[Collected data entries]
//! End-to-end pipeline tests against in-memory collaborators.

use async_trait::async_trait;
use configuration::Config;
use core_types::{
    AiEnrichment, AnalysisConfig, AnalysisRun, AnalysisTypeSelection, PercentileBenchmark,
    ProcessedDocument, RunStatus,
};
use engine::{
    AiAgents, AnalysisPipeline, CancelHandle, CollaboratorError, DocumentProcessor,
    ExternalDataService, PipelineError, RunRepository,
};
use rust_decimal::Decimal;
use rust_decimal_macros::dec;
use serde_json::json;
use std::collections::BTreeMap;
use std::sync::{Arc, Mutex};
use uuid::Uuid;

struct StaticDocs(ProcessedDocument);

#[async_trait]
impl DocumentProcessor for StaticDocs {
    async fn process(&self, _document_ref: &str) -> Result<ProcessedDocument, CollaboratorError> {
        Ok(self.0.clone())
    }
}

struct FailingDocs;

#[async_trait]
impl DocumentProcessor for FailingDocs {
    async fn process(&self, document_ref: &str) -> Result<ProcessedDocument, CollaboratorError> {
        Err(CollaboratorError::Unavailable(format!(
            "OCR service timed out for {}",
            document_ref
        )))
    }
}

#[derive(Default)]
struct StaticExternal {
    benchmarks: BTreeMap<String, PercentileBenchmark>,
}

#[async_trait]
impl ExternalDataService for StaticExternal {
    async fn market_data(&self, _symbol: &str) -> Result<serde_json::Value, CollaboratorError> {
        Ok(json!({"price": 12.5}))
    }

    async fn sector_benchmarks(
        &self,
        _sector: &str,
        _activity: Option<&str>,
    ) -> Result<BTreeMap<String, PercentileBenchmark>, CollaboratorError> {
        Ok(self.benchmarks.clone())
    }

    async fn macro_indicators(&self) -> Result<serde_json::Value, CollaboratorError> {
        Ok(json!({"cpi": 3.1}))
    }
}

struct StaticAi {
    cost: Decimal,
    recommendations: Vec<String>,
}

#[async_trait]
impl AiAgents for StaticAi {
    async fn enrich(&self, _run: &AnalysisRun) -> Result<AiEnrichment, CollaboratorError> {
        Ok(AiEnrichment {
            insights: Some("Liquidity is comfortable.".to_string()),
            recommendations: self.recommendations.clone(),
            cost: self.cost,
            ..AiEnrichment::default()
        })
    }
}

#[derive(Default)]
struct MemoryRepo {
    config: Option<AnalysisConfig>,
    saves: Mutex<Vec<AnalysisRun>>,
}

#[async_trait]
impl RunRepository for MemoryRepo {
    async fn load_config(
        &self,
        _run_id: Uuid,
    ) -> Result<Option<AnalysisConfig>, CollaboratorError> {
        Ok(self.config.clone())
    }

    async fn save(&self, run: &AnalysisRun) -> Result<(), CollaboratorError> {
        self.saves.lock().unwrap().push(run.clone());
        Ok(())
    }
}

fn run_config(run_id: Uuid, names: &[&str]) -> AnalysisConfig {
    AnalysisConfig {
        run_id,
        selections: names
            .iter()
            .map(|n| AnalysisTypeSelection::named(*n))
            .collect(),
        document_ref: "statements-2025.pdf".to_string(),
        symbol: Some("ACME".to_string()),
        sector: Some("manufacturing".to_string()),
        activity: None,
    }
}

fn sample_document() -> ProcessedDocument {
    ProcessedDocument {
        extracted_fields: [
            ("current assets", json!(100000.0)),
            ("current liabilities", json!(50000.0)),
            ("total debt", json!(50000.0)),
            ("total equity", json!(100000.0)),
            ("revenue", json!(150000.0)),
            ("net income", json!(20000.0)),
            ("cost of goods sold", json!(90000.0)),
        ]
        .into_iter()
        .map(|(k, v)| (k.to_string(), v))
        .collect(),
        tables: Vec::new(),
        confidence: 0.95,
    }
}

fn pipeline(
    config: Config,
    docs: Arc<dyn DocumentProcessor>,
    external: Arc<dyn ExternalDataService>,
    ai: Arc<dyn AiAgents>,
    repo: Arc<MemoryRepo>,
) -> AnalysisPipeline {
    AnalysisPipeline::new(config, docs, external, ai, repo).unwrap()
}

#[tokio::test]
async fn full_run_computes_classifies_and_benchmarks() {
    let run_id = Uuid::new_v4();
    let repo = Arc::new(MemoryRepo {
        config: Some(run_config(
            run_id,
            &["Current Ratio", "Debt-to-Equity Ratio", "Return on Equity"],
        )),
        saves: Mutex::new(Vec::new()),
    });
    let external = Arc::new(StaticExternal {
        benchmarks: [(
            "Current Ratio".to_string(),
            PercentileBenchmark {
                p25: 1.2,
                p50: 2.0,
                p75: 2.8,
            },
        )]
        .into_iter()
        .collect(),
    });
    let ai = Arc::new(StaticAi {
        cost: dec!(0.42),
        recommendations: vec!["Maintain the current debt mix".to_string()],
    });
    let pipeline = pipeline(
        Config::default(),
        Arc::new(StaticDocs(sample_document())),
        external,
        ai,
        Arc::clone(&repo),
    );

    let run = pipeline.run(run_id, &CancelHandle::new()).await.unwrap();

    assert_eq!(run.status, RunStatus::Completed);
    assert!(run.errors.is_empty());

    let batch = run.calculations.as_ref().unwrap();
    let current = &batch.results["Current Ratio"];
    assert_eq!(current.value, Some(2.0));
    assert_eq!(current.interpretation, "good");
    let leverage = &batch.results["Debt-to-Equity Ratio"];
    assert_eq!(leverage.value, Some(0.5));
    assert_eq!(leverage.interpretation, "moderate");
    let roe = &batch.results["Return on Equity"];
    assert_eq!(roe.value, Some(20.0));
    assert_eq!(roe.interpretation, "excellent");

    // Derived field flows from normalization into the persisted record.
    let record = run.financial_data.as_ref().unwrap();
    assert_eq!(record.get("working_capital"), Some(50000.0));
    assert_eq!(record.get("gross_profit"), Some(60000.0));

    // 2.0 against a 2.0 median sits inside the tolerance band.
    let benchmark = run.benchmark.as_ref().unwrap();
    assert_eq!(benchmark["Current Ratio"].performance, "average");

    assert_eq!(run.cost, dec!(0.42));
    let recs = run.recommendations.as_ref().unwrap();
    assert_eq!(recs.ai_recommendations, vec!["Maintain the current debt mix"]);

    // Initial Processing snapshot plus the final Completed snapshot.
    let saves = repo.saves.lock().unwrap();
    assert_eq!(saves.first().unwrap().status, RunStatus::Processing);
    assert_eq!(saves.last().unwrap().status, RunStatus::Completed);
}

#[tokio::test]
async fn document_failure_degrades_but_run_completes() {
    let run_id = Uuid::new_v4();
    let repo = Arc::new(MemoryRepo {
        config: Some(run_config(run_id, &["Current Ratio"])),
        saves: Mutex::new(Vec::new()),
    });
    let pipeline = pipeline(
        Config::default(),
        Arc::new(FailingDocs),
        Arc::new(StaticExternal::default()),
        Arc::new(StaticAi {
            cost: Decimal::ZERO,
            recommendations: Vec::new(),
        }),
        repo,
    );

    let run = pipeline.run(run_id, &CancelHandle::new()).await.unwrap();

    assert_eq!(run.status, RunStatus::Completed);
    assert!(run
        .errors
        .iter()
        .any(|e| e.starts_with("document_processing: ")));

    // No data means insufficient results, not missing ones.
    let batch = run.calculations.as_ref().unwrap();
    let current = &batch.results["Current Ratio"];
    assert_eq!(current.value, None);
    assert_eq!(current.interpretation, "insufficient_data");
}

#[tokio::test]
async fn cancellation_short_circuits_between_stages() {
    let run_id = Uuid::new_v4();
    let repo = Arc::new(MemoryRepo {
        config: Some(run_config(run_id, &["Current Ratio"])),
        saves: Mutex::new(Vec::new()),
    });
    let pipeline = pipeline(
        Config::default(),
        Arc::new(StaticDocs(sample_document())),
        Arc::new(StaticExternal::default()),
        Arc::new(StaticAi {
            cost: Decimal::ZERO,
            recommendations: Vec::new(),
        }),
        Arc::clone(&repo),
    );

    let cancel = CancelHandle::new();
    cancel.cancel();
    let run = pipeline.run(run_id, &cancel).await.unwrap();

    assert_eq!(run.status, RunStatus::Cancelled);
    assert_eq!(run.cancel_reason.as_deref(), Some("cancellation requested"));
    // Nothing past the first guard ran.
    assert!(run.document.is_none());
    assert!(run.calculations.is_none());
    assert_eq!(
        repo.saves.lock().unwrap().last().unwrap().status,
        RunStatus::Cancelled
    );
}

#[tokio::test]
async fn cost_ceiling_breach_is_recorded() {
    let run_id = Uuid::new_v4();
    let repo = Arc::new(MemoryRepo {
        config: Some(run_config(run_id, &["Current Ratio"])),
        saves: Mutex::new(Vec::new()),
    });
    let mut config = Config::default();
    config.enrichment.cost_ceiling_usd = dec!(0.10);
    let pipeline = pipeline(
        config,
        Arc::new(StaticDocs(sample_document())),
        Arc::new(StaticExternal::default()),
        Arc::new(StaticAi {
            cost: dec!(0.25),
            recommendations: Vec::new(),
        }),
        repo,
    );

    let run = pipeline.run(run_id, &CancelHandle::new()).await.unwrap();

    assert_eq!(run.status, RunStatus::Completed);
    assert_eq!(run.cost, dec!(0.25));
    assert!(run.errors.iter().any(|e| e.starts_with("ai_enrichment: ")));
    // The produced enrichment is still kept; only the overage is flagged.
    assert!(run.ai.is_some());
}

#[tokio::test]
async fn missing_configuration_is_fatal() {
    let repo = Arc::new(MemoryRepo::default());
    let pipeline = pipeline(
        Config::default(),
        Arc::new(FailingDocs),
        Arc::new(StaticExternal::default()),
        Arc::new(StaticAi {
            cost: Decimal::ZERO,
            recommendations: Vec::new(),
        }),
        Arc::clone(&repo),
    );

    let err = pipeline
        .run(Uuid::new_v4(), &CancelHandle::new())
        .await
        .unwrap_err();
    assert!(matches!(err, PipelineError::ConfigNotFound(_)));

    // The failure is not just returned; an Error snapshot is persisted so the
    // run is observable in its terminal state.
    let saves = repo.saves.lock().unwrap();
    let snapshot = saves.last().unwrap();
    assert_eq!(snapshot.status, RunStatus::Error);
    assert!(snapshot
        .error_message
        .as_deref()
        .unwrap()
        .contains("No analysis configuration found"));
    assert!(snapshot.error_at.is_some());
}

• **Problem details**
Using the data above, restate word for word the lines from its opening line through the line that contains "use std::collections::BTreeMap;", and no more.

• **Solution to the exercise**
//! End-to-end pipeline tests against in-memory collaborators.

use async_trait::async_trait;
use configuration::Config;
use core_types::{
    AiEnrichment, AnalysisConfig, AnalysisRun, AnalysisTypeSelection, PercentileBenchmark,
    ProcessedDocument, RunStatus,
};
use engine::{
    AiAgents, AnalysisPipeline, CancelHandle, CollaboratorError, DocumentProcessor,
    ExternalDataService, PipelineError, RunRepository,
};
use rust_decimal::Decimal;
use rust_decimal_macros::dec;
use serde_json::json;
use std::collections::BTreeMap;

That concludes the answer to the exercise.